Okada H.,Japanese National Institute of Animal Health |
Iwamaru Y.,Japanese National Institute of Animal Health |
Fukuda S.,Animal Biotechnology Research Group |
Yokoyama T.,Japanese National Institute of Animal Health |
Mohri S.,Japanese National Institute of Animal Health
Journal of Histochemistry and Cytochemistry | Year: 2012
A sensitive immunohistochemical procedure, the tyramide signal amplification (TSA) system, was applied to detect the localization of immunolabeled disease-associated prion protein (PrPSc) in cattle affected with bovine spongiform encephalopathy (BSE). In this procedure, immunolabeling could be visualized in the optic nerve and the adrenal medulla. In the optic nerve, the dual immunofluorescent technique showed that the granular PrPSc was occasionally detected in the astrocytes, microglia, and myelin sheath adjacent to the axon.

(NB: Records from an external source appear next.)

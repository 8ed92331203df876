//! Asset store
//!
//! Generated files are staged in memory under a relative path and written
//! out by [`AssetStore::flush`]. Staging a path again replaces the earlier
//! content. Flushing writes each selected asset to the working directory
//! and, when the asset syncs remotely and a remote lock is held, to the
//! state bucket under `assets/`.

use crate::error::{CloudError, Result};
use crate::state::RemoteStateScope;
use glob::{MatchOptions, Pattern};
use std::collections::BTreeMap;
use std::path::{Path, PathBuf};
use tokio::fs;
use tracing::debug;

/// Key prefix of synced assets in the state bucket.
pub const REMOTE_ASSET_PREFIX: &str = "assets";

const MATCH_OPTIONS: MatchOptions = MatchOptions {
    case_sensitive: true,
    require_literal_separator: true,
    require_literal_leading_dot: false,
};

#[derive(Debug, Clone, Copy, PartialEq, Eq)]
pub enum Destination {
    Local,
    LocalAndRemote,
}

#[derive(Debug, Clone, PartialEq, Eq)]
pub struct Asset {
    pub path: String,
    pub content: Vec<u8>,
    pub destination: Destination,
}

#[derive(Debug)]
pub struct AssetStore {
    root: PathBuf,
    assets: BTreeMap<String, Asset>,
}

impl AssetStore {
    /// Store flushing into `root`, the cluster's working directory.
    pub fn new(root: impl Into<PathBuf>) -> Self {
        Self {
            root: root.into(),
            assets: BTreeMap::new(),
        }
    }

    /// Stage `content` at `path`, replacing anything staged there before.
    pub fn stage(
        &mut self,
        path: &str,
        content: impl Into<Vec<u8>>,
        destination: Destination,
    ) -> Result<()> {
        validate_path(path)?;
        self.assets.insert(
            path.to_string(),
            Asset {
                path: path.to_string(),
                content: content.into(),
                destination,
            },
        );
        Ok(())
    }

    /// Stage every file below `source` under `prefix`, keeping the relative
    /// layout. Returns how many files were staged.
    pub async fn stage_dir(
        &mut self,
        source: &Path,
        prefix: &str,
        destination: Destination,
    ) -> Result<usize> {
        let mut staged = 0;
        let mut pending = vec![source.to_path_buf()];

        while let Some(dir) = pending.pop() {
            let mut entries = fs::read_dir(&dir).await?;
            while let Some(entry) = entries.next_entry().await? {
                let path = entry.path();
                if entry.file_type().await?.is_dir() {
                    pending.push(path);
                    continue;
                }

                let relative = path
                    .strip_prefix(source)
                    .map_err(|_| CloudError::InvalidAssetPath(path.display().to_string()))?;
                let relative = relative
                    .components()
                    .map(|c| c.as_os_str().to_string_lossy())
                    .collect::<Vec<_>>()
                    .join("/");
                let asset_path = if prefix.is_empty() {
                    relative
                } else {
                    format!("{}/{}", prefix.trim_end_matches('/'), relative)
                };

                let content = fs::read(&path).await?;
                self.stage(&asset_path, content, destination)?;
                staged += 1;
            }
        }

        debug!("Staged {} files from {}", staged, source.display());
        Ok(staged)
    }

    pub fn get(&self, path: &str) -> Option<&Asset> {
        self.assets.get(path)
    }

    /// Staged paths, sorted.
    pub fn paths(&self) -> impl Iterator<Item = &str> {
        self.assets.keys().map(String::as_str)
    }

    /// Assets selected by `pattern` (all when `None`), sorted by path.
    pub fn matching(&self, pattern: Option<&str>) -> Result<Vec<&Asset>> {
        let Some(pattern) = pattern else {
            return Ok(self.assets.values().collect());
        };

        let patterns = compile(pattern)?;
        Ok(self
            .assets
            .values()
            .filter(|asset| {
                patterns
                    .iter()
                    .any(|p| p.matches_with(&asset.path, MATCH_OPTIONS))
            })
            .collect())
    }

    /// Write the selected assets. Remote writes go through `scope` and only
    /// happen while it holds the remote lock. Returns how many assets were
    /// selected.
    pub async fn flush(
        &self,
        pattern: Option<&str>,
        scope: Option<&RemoteStateScope<'_>>,
    ) -> Result<usize> {
        let selected = self.matching(pattern)?;
        let remote = scope.and_then(|s| s.remote());

        for asset in &selected {
            write_local(&self.root, asset).await?;

            if asset.destination == Destination::LocalAndRemote
                && let Some((store, bucket)) = remote
            {
                let key = format!("{REMOTE_ASSET_PREFIX}/{}", asset.path);
                store.put_object(bucket, &key, asset.content.clone()).await?;
                debug!("Synced {} to s3://{}/{}", asset.path, bucket, key);
            }
        }

        debug!(
            pattern = pattern.unwrap_or("*"),
            count = selected.len(),
            "Flushed assets"
        );
        Ok(selected.len())
    }
}

/// Expand the first `{a,b,...}` group of `pattern`. Nested groups are not
/// supported.
pub fn expand_braces(pattern: &str) -> Vec<String> {
    let Some(open) = pattern.find('{') else {
        return vec![pattern.to_string()];
    };
    let Some(close) = pattern[open..].find('}').map(|i| open + i) else {
        return vec![pattern.to_string()];
    };

    let (prefix, suffix) = (&pattern[..open], &pattern[close + 1..]);
    pattern[open + 1..close]
        .split(',')
        .map(|alternative| format!("{prefix}{alternative}{suffix}"))
        .collect()
}

fn compile(pattern: &str) -> Result<Vec<Pattern>> {
    expand_braces(pattern)
        .iter()
        .map(|p| {
            Pattern::new(p).map_err(|e| CloudError::InvalidPattern {
                pattern: pattern.to_string(),
                message: e.to_string(),
            })
        })
        .collect()
}

fn validate_path(path: &str) -> Result<()> {
    let valid = !path.is_empty()
        && !path.starts_with('/')
        && !path.contains('\\')
        && path
            .split('/')
            .all(|part| !part.is_empty() && part != "." && part != "..");
    if valid {
        Ok(())
    } else {
        Err(CloudError::InvalidAssetPath(path.to_string()))
    }
}

/// Write through a sibling temp file so a reader never sees a partial asset.
/// Identical content on disk is left untouched.
async fn write_local(root: &Path, asset: &Asset) -> Result<()> {
    let target = root.join(&asset.path);
    if let Ok(existing) = fs::read(&target).await
        && existing == asset.content
    {
        return Ok(());
    }

    if let Some(parent) = target.parent() {
        fs::create_dir_all(parent).await?;
    }
    let mut temp = target.clone().into_os_string();
    temp.push(".partial");
    let temp = PathBuf::from(temp);

    fs::write(&temp, &asset.content).await?;
    fs::rename(&temp, &target).await?;
    Ok(())
}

Clustered PrPSc was also scattered in association with microglial cells and astrocytes of the optic nerve. In the adrenal gland, PrPSc immunolabeling was confined within the sympathetic nerve fibers and endings. The results suggest that (1) PrPSc might centrifugally spread within and between glial cells and/or the non-axonal (also known as ad-axonal) region of nerve fibers, rather than the axonal and/or extracellular space pathway in the optic nerve, and (2) the sympathetic innervations might be important for the trafficking of BSE agent in the adrenal glands of cattle. This study also suggests that tyramide-based immunochemical analysis should be performed to detect immunolabeled PrPSc in the extracerebral tissues of BSE-affected cattle. © The Author(s) 2012.